[Dataset records]
= = = =

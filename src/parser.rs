//! Server-Sent Events (SSE) field parser.

/// Structured result of parsing one event block.
#[derive(Debug, Clone, Default, PartialEq, Eq)]
pub struct EventRecord {
    /// Last `id` field seen.
    pub id: Option<String>,
    /// Last `event` field seen. `None` means the default `"message"` type.
    pub event_type: Option<String>,
    /// All `data` fields, joined with `\n`.
    pub data: Option<String>,
    /// Last `retry` field that parsed as a non-negative integer, in milliseconds.
    pub retry: Option<u64>,
}

/// Whether a block should skip parsing entirely.
///
/// Comment blocks (starting with `:`) and blocks holding nothing but line
/// breaks produce no record.
pub fn is_ignorable(block: &str) -> bool {
    block.starts_with(':') || block.chars().all(|c| c == '\n' || c == '\r')
}

/// Parse one event block into an [`EventRecord`].
pub fn parse_block(block: &str) -> EventRecord {
    let mut record = EventRecord::default();

    // `\r\n` yields an extra empty line, which is skipped like any other.
    for line in block.split(['\r', '\n']) {
        if line.is_empty() || line.starts_with(':') {
            continue;
        }

        let (key, value) = split_field(line);
        match key {
            "id" => record.id = Some(value.to_string()),
            "event" => record.event_type = Some(value.to_string()),
            "data" => match &mut record.data {
                Some(data) => {
                    data.push('\n');
                    data.push_str(value);
                }
                None => record.data = Some(value.to_string()),
            },
            "retry" => {
                if let Some(millis) = parse_retry(value) {
                    record.retry = Some(millis);
                }
            }
            _ => {}
        }
    }

    record
}

/// Split a field line on its first colon, dropping one leading space from the value.
///
/// A line without a colon is a field with an empty value.
fn split_field(line: &str) -> (&str, &str) {
    match line.split_once(':') {
        Some((key, value)) => (key, value.strip_prefix(' ').unwrap_or(value)),
        None => (line, ""),
    }
}

fn parse_retry(value: &str) -> Option<u64> {
    if value.is_empty() || !value.bytes().all(|b| b.is_ascii_digit()) {
        return None;
    }
    value.parse().ok()
}

#[cfg(test)]
mod tests {
    use super::*;

    #[test]
    fn test_parse_data_event() {
        let record = parse_block("data: hello world");
        assert_eq!(record.data.as_deref(), Some("hello world"));
        assert_eq!(record.id, None);
        assert_eq!(record.event_type, None);
        assert_eq!(record.retry, None);
    }

    #[test]
    fn test_multiple_data_lines_are_joined() {
        let record = parse_block("data: hello\ndata: world");
        assert_eq!(record.data.as_deref(), Some("hello\nworld"));
        assert_eq!(record.id, None);
        assert_eq!(record.event_type, None);
    }

    #[test]
    fn test_named_event_with_id() {
        let record = parse_block("event: update\nid: 5\ndata: x");
        assert_eq!(record.event_type.as_deref(), Some("update"));
        assert_eq!(record.id.as_deref(), Some("5"));
        assert_eq!(record.data.as_deref(), Some("x"));
    }

    #[test]
    fn test_last_value_wins_except_data() {
        let record = parse_block("id: 1\nevent: a\ndata: one\nid: 2\nevent: b\ndata: two");
        assert_eq!(record.id.as_deref(), Some("2"));
        assert_eq!(record.event_type.as_deref(), Some("b"));
        assert_eq!(record.data.as_deref(), Some("one\ntwo"));
    }

    #[test]
    fn test_crlf_and_cr_lines() {
        let record = parse_block("id: 7\r\ndata: a\rdata: b");
        assert_eq!(record.id.as_deref(), Some("7"));
        assert_eq!(record.data.as_deref(), Some("a\nb"));
    }

    #[test]
    fn test_only_one_leading_space_is_stripped() {
        assert_eq!(parse_block("data:no space").data.as_deref(), Some("no space"));
        assert_eq!(parse_block("data:  two").data.as_deref(), Some(" two"));
        assert_eq!(parse_block("data: a: b").data.as_deref(), Some("a: b"));
    }

    #[test]
    fn test_bare_key_is_present_but_empty() {
        let record = parse_block("data");
        assert_eq!(record.data.as_deref(), Some(""));

        let record = parse_block("data\ndata");
        assert_eq!(record.data.as_deref(), Some("\n"));

        let record = parse_block("id");
        assert_eq!(record.id.as_deref(), Some(""));
    }

    #[test]
    fn test_retry_field() {
        assert_eq!(parse_block("retry: 500").retry, Some(500));
        assert_eq!(parse_block("retry: 500\nretry: 250").retry, Some(250));
        assert_eq!(parse_block("retry: -5").retry, None);
        assert_eq!(parse_block("retry: 1.5").retry, None);
        assert_eq!(parse_block("retry: soon").retry, None);
        assert_eq!(parse_block("retry:").retry, None);
        assert_eq!(parse_block("retry: 100\nretry: bogus").retry, Some(100));
    }

    #[test]
    fn test_unknown_fields_and_comments_are_ignored() {
        let record = parse_block(": keep-alive\nfoo: bar\ndata: x\n:another");
        assert_eq!(
            record,
            EventRecord {
                data: Some("x".into()),
                ..Default::default()
            }
        );
    }

    #[test]
    fn test_comment_lines_do_not_create_fields() {
        assert_eq!(parse_block(":data: nope"), EventRecord::default());
    }

    #[test]
    fn test_empty_interior_lines() {
        let record = parse_block("\n\ndata: x\n\n");
        assert_eq!(record.data.as_deref(), Some("x"));
    }

    #[test]
    fn test_is_ignorable() {
        assert!(is_ignorable(": ping"));
        assert!(is_ignorable(":"));
        assert!(is_ignorable(""));
        assert!(is_ignorable("\r\n"));
        assert!(!is_ignorable("data: x"));
        assert!(!is_ignorable("retry: 10"));
    }
}
//! Splits raw transport bytes into event blocks.

use bytes::{Buf, BytesMut};
use tracing::debug;

/// Longest recognised delimiter (`\r\n\r\n`).
const MAX_DELIMITER_LEN: usize = 4;

/// Accumulates body bytes and yields complete event blocks.
///
/// A block ends at the earliest `\n\n`, `\r\r` or `\r\n\r\n`. Bytes after the
/// last delimiter are kept until the next [`feed`](Self::feed), so a delimiter
/// split across two reads is still recognised.
#[derive(Debug, Default)]
pub struct ByteFramer {
    buffer: BytesMut,
    // Positions before this offset cannot start a delimiter.
    scan_from: usize,
}

impl ByteFramer {
    /// Create an empty framer.
    pub fn new() -> Self {
        Self::default()
    }

    /// Append `bytes` and return every block completed by them, in order.
    ///
    /// Blocks that are not valid UTF-8 are dropped.
    pub fn feed(&mut self, bytes: &[u8]) -> Vec<String> {
        self.buffer.extend_from_slice(bytes);

        let mut blocks = Vec::new();
        while let Some((start, len)) = find_delimiter(&self.buffer[self.scan_from..]) {
            let end = self.scan_from + start;
            let block = self.buffer.split_to(end).freeze();
            self.buffer.advance(len);
            self.scan_from = 0;

            match std::str::from_utf8(&block) {
                Ok(text) => blocks.push(text.to_string()),
                Err(err) => {
                    debug!(error = %err, len = block.len(), "Dropping undecodable event block")
                }
            }
        }

        self.scan_from = self.buffer.len().saturating_sub(MAX_DELIMITER_LEN - 1);
        blocks
    }

    /// Discard any buffered partial block.
    pub fn reset(&mut self) {
        self.buffer.clear();
        self.scan_from = 0;
    }

    /// Number of bytes waiting for a delimiter.
    pub fn pending(&self) -> usize {
        self.buffer.len()
    }
}

/// Finds the earliest delimiter in `bytes`, returning `(start, len)`.
fn find_delimiter(bytes: &[u8]) -> Option<(usize, usize)> {
    for pos in memchr::memchr2_iter(b'\n', b'\r', bytes) {
        let rest = &bytes[pos..];
        match rest {
            [b'\n', b'\n', ..] => return Some((pos, 2)),
            [b'\r', b'\r', ..] => return Some((pos, 2)),
            [b'\r', b'\n', b'\r', b'\n', ..] => return Some((pos, 4)),
            _ => {}
        }
    }
    None
}
impl EventSourceBuilder {
    /// Create a new builder for `url`.
    pub fn new(url: impl Into<String>) -> Self {
        Self {
            url: url.into(),
            headers: HeaderMap::new(),
            header_provider: None,
            retry_interval: DEFAULT_RETRY_INTERVAL,
            store: None,
            key_namespace: DEFAULT_KEY_NAMESPACE.to_string(),
            executor: None,
            transport: None,
            reconnect_on_server_error: true,
        }
    }

    /// Add a header sent with every connection attempt.
    ///
    /// Invalid header names or values are silently ignored. Use
    /// [`try_header`](Self::try_header) if you need error handling.
    pub fn header(mut self, key: &str, value: &str) -> Self {
        if let (Ok(name), Ok(val)) = (
            HeaderName::from_bytes(key.as_bytes()),
            HeaderValue::from_str(value),
        ) {
            self.headers.insert(name, val);
        }
        self
    }

    /// Add a header, returning an error if the name or value is invalid.
    pub fn try_header(mut self, key: &str, value: &str) -> Result<Self, EventSourceError> {
        let name = HeaderName::from_bytes(key.as_bytes())
            .map_err(|_| InvalidHeaderError::InvalidName(key.to_string()))?;
        let val = HeaderValue::from_str(value)
            .map_err(|_| InvalidHeaderError::InvalidValue(value.to_string()))?;
        self.headers.insert(name, val);
        Ok(self)
    }

    /// Set all static headers.
    pub fn headers(mut self, headers: HeaderMap) -> Self {
        self.headers = headers;
        self
    }

    /// Set a dynamic header provider (called on every connection attempt).
    pub fn header_provider<F>(mut self, provider: F) -> Self
    where
        F: Fn() -> HeaderMap + Send + Sync + 'static,
    {
        self.header_provider = Some(Arc::new(provider));
        self
    }

    /// Set the initial retry interval. The server may override it.
    pub fn retry_interval(mut self, interval: Duration) -> Self {
        self.retry_interval = interval;
        self
    }

    /// Set the store used to persist the last event id.
    pub fn store(mut self, store: Arc<dyn LastEventIdStore>) -> Self {
        self.store = Some(store);
        self
    }

    /// Set the namespace prefix of the store key.
    pub fn key_namespace(mut self, namespace: impl Into<String>) -> Self {
        self.key_namespace = namespace.into();
        self
    }

    /// Set the executor that runs application callbacks.
    pub fn executor(mut self, executor: Arc<dyn CallbackExecutor>) -> Self {
        self.executor = Some(executor);
        self
    }

    /// Set the transport used to open streams.
    pub fn transport(mut self, transport: Arc<dyn Transport>) -> Self {
        self.transport = Some(transport);
        self
    }

    /// Whether 5xx responses are retried (default) or treated as fatal.
    pub fn reconnect_on_server_error(mut self, enabled: bool) -> Self {
        self.reconnect_on_server_error = enabled;
        self
    }

    /// Build the event source.
    ///
    /// Fails if the URL is not an absolute http(s) URL, or when called outside
    /// a tokio runtime.
    pub fn build(self) -> Result<EventSource, EventSourceError> {
        let url = Url::parse(&self.url)
            .map_err(|e| EventSourceError::InvalidUrl(format!("{}: {e}", self.url)))?;
        if !matches!(url.scheme(), "http" | "https") {
            return Err(EventSourceError::InvalidUrl(format!(
                "{}: unsupported scheme",
                self.url
            )));
        }

        let runtime = Handle::try_current().map_err(|_| EventSourceError::NoRuntime)?;

        let executor = match self.executor {
            Some(executor) => executor,
            None => Arc::new(SerialExecutor::spawn_on(&runtime)),
        };
        let transport = match self.transport {
            Some(transport) => transport,
            None => Arc::new(HttpTransport::builder().build().map_err(|e| {
                EventSourceError::Network {
                    message: format!("failed to build HTTP client: {e}"),
                }
            })?),
        };
        let store = self.store.unwrap_or_else(|| Arc::new(MemoryStore::new()));
        let store_key = persistence_key(&self.key_namespace, &url);
        let retry_ms = u64::try_from(self.retry_interval.as_millis()).unwrap_or(u64::MAX);

        Ok(EventSource {
            inner: Arc::new(Inner {
                url,
                headers: self.headers,
                header_provider: self.header_provider,
                reconnect_on_server_error: self.reconnect_on_server_error,
                transport,
                executor,
                runtime,
                dispatcher: Dispatcher::new(store, store_key, retry_ms),
                session: Mutex::new(Session::default()),
                callbacks: Mutex::new(Callbacks::default()),
            }),
        })
    }
}
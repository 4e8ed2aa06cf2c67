use crate::cache::DocumentCache;
use crate::canvas::{Canvas, FillRule, emit_path};
use crate::error::RenderError;
use crate::interpret::{Interpreter, InterpreterSettings};
use folio_syntax::object::{Dict, Resolve};
use kurbo::{Affine, Rect, Shape};

/// A page: its decoded content stream, resources and media box.
#[derive(Debug, Clone)]
pub struct Page {
    content: Vec<u8>,
    resources: Dict,
    media_box: Rect,
}

impl Page {
    /// Create a new page.
    pub fn new(content: Vec<u8>, resources: Dict, media_box: Rect) -> Self {
        Self {
            content,
            resources,
            media_box: media_box.abs(),
        }
    }

    /// The decoded content stream.
    pub fn content(&self) -> &[u8] {
        &self.content
    }

    /// The resource dictionary.
    pub fn resources(&self) -> &Dict {
        &self.resources
    }

    /// The media box, in default user space.
    pub fn media_box(&self) -> Rect {
        self.media_box
    }

    /// The size of the rendered page.
    pub fn size(&self) -> (f64, f64) {
        (self.media_box.width(), self.media_box.height())
    }

    /// Maps default user space to a device space with the origin at the
    /// top left of the media box and the y axis pointing down.
    pub fn initial_transform(&self) -> Affine {
        Affine::new([
            1.0,
            0.0,
            0.0,
            -1.0,
            -self.media_box.x0,
            self.media_box.y1,
        ])
    }
}

/// Render a page onto a canvas.
///
/// The page is wrapped in a save/restore pair and clipped to its media
/// box, so the canvas is left as it was found even if rendering fails.
pub fn render_page(
    page: &Page,
    resolver: &dyn Resolve,
    canvas: &mut dyn Canvas,
    settings: &InterpreterSettings,
    cache: &DocumentCache,
) -> Result<(), RenderError> {
    let (width, height) = page.size();
    let bbox = Rect::new(0.0, 0.0, width, height);

    canvas.save();
    canvas.set_matrix(Affine::IDENTITY);
    emit_path(canvas, &bbox.to_path(0.1));
    canvas.clip_path(FillRule::NonZero);

    let result = Interpreter::new(
        resolver,
        canvas,
        settings,
        cache,
        page.initial_transform(),
        bbox,
    )
    .run(page.content(), page.resources());

    canvas.restore();

    result
}

/// Render several pages onto the same canvas, one after another.
///
/// A page that fails does not stop the others from rendering.
pub fn render_pages<'p>(
    pages: impl IntoIterator<Item = &'p Page>,
    resolver: &dyn Resolve,
    canvas: &mut dyn Canvas,
    settings: &InterpreterSettings,
    cache: &DocumentCache,
) -> Vec<Result<(), RenderError>> {
    pages
        .into_iter()
        .map(|page| render_page(page, resolver, canvas, settings, cache))
        .collect()
}

#[cfg(test)]
mod tests {
    use super::*;
    use crate::picture::{DrawCommand, RecordingCanvas};
    use folio_syntax::object::ObjectStore;

    #[test]
    fn initial_transform_flips() {
        let page = Page::new(vec![], Dict::new(), Rect::new(10.0, 20.0, 110.0, 220.0));

        assert_eq!(page.size(), (100.0, 200.0));
        assert_eq!(page.initial_transform() * kurbo::Point::new(10.0, 20.0), kurbo::Point::new(0.0, 200.0));
        assert_eq!(page.initial_transform() * kurbo::Point::new(110.0, 220.0), kurbo::Point::new(100.0, 0.0));
    }

    #[test]
    fn failing_page_does_not_stop_others() {
        let media_box = Rect::new(0.0, 0.0, 10.0, 10.0);
        let pages = [
            Page::new(b"q 0 g".to_vec(), Dict::new(), media_box),
            Page::new(b"Q".to_vec(), Dict::new(), media_box),
            Page::new(b"0 0 1 1 re f".to_vec(), Dict::new(), media_box),
        ];
        let mut canvas = RecordingCanvas::new();

        let results = render_pages(
            &pages,
            &ObjectStore::new(),
            &mut canvas,
            &InterpreterSettings::default(),
            &DocumentCache::new(),
        );

        assert!(results[0].is_ok());
        assert!(matches!(results[1], Err(RenderError::Content(_))));
        assert!(results[2].is_ok());

        let depth = canvas.commands().iter().fold(0i32, |depth, c| match c {
            DrawCommand::Save => depth + 1,
            DrawCommand::Restore => depth - 1,
            _ => depth,
        });
        assert_eq!(depth, 0);
    }
}
//! The painter interface that receives drawing calls.

use crate::color::AlphaColor;
use crate::font::Glyph;
use crate::image::Bitmap;
use crate::shading::Shading;
use kurbo::{Affine, BezPath, Cap, Join, PathEl, Point};
use smallvec::SmallVec;
use std::sync::Arc;

/// A fill rule.
#[derive(Debug, Clone, Copy, PartialEq, Eq, Default)]
pub enum FillRule {
    /// Non-zero winding.
    #[default]
    NonZero,
    /// Even-odd.
    EvenOdd,
}

/// Stroke properties.
#[derive(Clone, Debug, PartialEq)]
pub struct StrokeProps {
    /// The line width.
    pub line_width: f32,
    /// The line cap.
    pub line_cap: Cap,
    /// The line join.
    pub line_join: Join,
    /// The miter limit.
    pub miter_limit: f32,
    /// The dash array.
    pub dash_array: SmallVec<[f32; 4]>,
    /// The dash offset.
    pub dash_offset: f32,
}

impl Default for StrokeProps {
    fn default() -> Self {
        Self {
            line_width: 1.0,
            line_cap: Cap::Butt,
            line_join: Join::Miter,
            miter_limit: 10.0,
            dash_array: SmallVec::new(),
            dash_offset: 0.0,
        }
    }
}

impl StrokeProps {
    pub(crate) fn to_kurbo(&self) -> kurbo::Stroke {
        kurbo::Stroke::new(self.line_width as f64)
            .with_caps(self.line_cap)
            .with_join(self.line_join)
            .with_miter_limit(self.miter_limit as f64)
            .with_dashes(
                self.dash_offset as f64,
                self.dash_array.iter().map(|d| *d as f64),
            )
    }
}

/// A shading used as paint.
#[derive(Clone, Debug)]
pub struct ShadingPaint {
    /// The shading.
    pub shading: Arc<Shading>,
    /// Maps the coordinate space of the shading to device space.
    ///
    /// This is independent of the matrix set through
    /// [`Canvas::set_matrix`], since a shading stays fixed on the page
    /// regardless of the shape that is painted with it.
    pub transform: Affine,
}

/// The paint of a path, glyph or stencil.
#[derive(Clone, Debug)]
pub enum Paint {
    /// A solid color.
    Color(AlphaColor),
    /// A shading.
    Shading(ShadingPaint),
}

impl Paint {
    pub(crate) fn transformed(&self, base: Affine) -> Self {
        match self {
            Self::Color(c) => Self::Color(*c),
            Self::Shading(s) => Self::Shading(ShadingPaint {
                shading: s.shading.clone(),
                transform: base * s.transform,
            }),
        }
    }
}

/// How to draw the current path.
#[derive(Clone, Debug, PartialEq)]
pub enum PathDrawMode {
    /// Fill the path.
    Fill(FillRule),
    /// Stroke the path.
    Stroke(StrokeProps),
}

/// How to draw a glyph.
#[derive(Clone, Debug, PartialEq)]
pub enum GlyphDrawMode {
    /// Fill the glyph outline.
    Fill,
    /// Stroke the glyph outline.
    Stroke(StrokeProps),
    /// Do not paint anything. The glyph is still reported, for example to
    /// allow extracting text from scanned documents.
    Invisible,
}

/// A painter that receives the drawing calls produced by the interpreter.
///
/// Paths are built incrementally with [`Canvas::move_to`] and friends and
/// then consumed by [`Canvas::draw_path`] or [`Canvas::clip_path`]. All
/// coordinates are interpreted in the space defined by the last call to
/// [`Canvas::set_matrix`], which maps that space to device space.
pub trait Canvas {
    /// Set the matrix for subsequent paths, glyphs and bitmaps.
    fn set_matrix(&mut self, matrix: Affine);
    /// Save the current clip and matrix.
    fn save(&mut self);
    /// Restore the state saved by the matching [`Canvas::save`].
    fn restore(&mut self);
    /// Start a new subpath.
    fn move_to(&mut self, p: Point);
    /// Add a line to the current subpath.
    fn line_to(&mut self, p: Point);
    /// Add a cubic curve to the current subpath.
    fn cubic_to(&mut self, p1: Point, p2: Point, p3: Point);
    /// Close the current subpath.
    fn close(&mut self);
    /// Paint the current path and start a new one.
    fn draw_path(&mut self, paint: &Paint, mode: &PathDrawMode);
    /// Intersect the clip with the current path and start a new one.
    fn clip_path(&mut self, rule: FillRule);
    /// Draw a glyph.
    ///
    /// The matrix maps a glyph space with one unit per em and the y axis
    /// pointing down to device space, with the origin on the baseline.
    fn draw_glyph(&mut self, glyph: &Glyph, paint: &Paint, mode: &GlyphDrawMode);
    /// Draw a bitmap.
    ///
    /// The matrix maps the pixel grid of the bitmap (one unit per pixel,
    /// first row at the top) to device space.
    fn draw_bitmap(&mut self, bitmap: &Bitmap);
}

/// Feed a whole path into `canvas`.
pub(crate) fn emit_path(canvas: &mut dyn Canvas, path: &BezPath) {
    let mut last = Point::ZERO;

    for el in path.elements() {
        match *el {
            PathEl::MoveTo(p) => {
                canvas.move_to(p);
                last = p;
            }
            PathEl::LineTo(p) => {
                canvas.line_to(p);
                last = p;
            }
            PathEl::QuadTo(p1, p2) => {
                // Degree elevation.
                let c1 = last + (p1 - last) * (2.0 / 3.0);
                let c2 = p2 + (p1 - p2) * (2.0 / 3.0);
                canvas.cubic_to(c1, c2, p2);
                last = p2;
            }
            PathEl::CurveTo(p1, p2, p3) => {
                canvas.cubic_to(p1, p2, p3);
                last = p3;
            }
            PathEl::ClosePath => canvas.close(),
        }
    }
}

= = = =

▸ **WHAT YOU HAVE TO DO**: Copy out the lines above exactly, beginning at the one that contains "None => Arc::new(HttpTransport::builder().build().map_err(|e|" and ending at the one that contains "let store_key = persistence_key(&self.key_namespace, &url);".

▸ **RESULT**:
            None => Arc::new(HttpTransport::builder().build().map_err(|e| {
                EventSourceError::Network {
                    message: format!("failed to build HTTP client: {e}"),
                }
            })?),
        };
        let store = self.store.unwrap_or_else(|| Arc::new(MemoryStore::new()));
        let store_key = persistence_key(&self.key_namespace, &url);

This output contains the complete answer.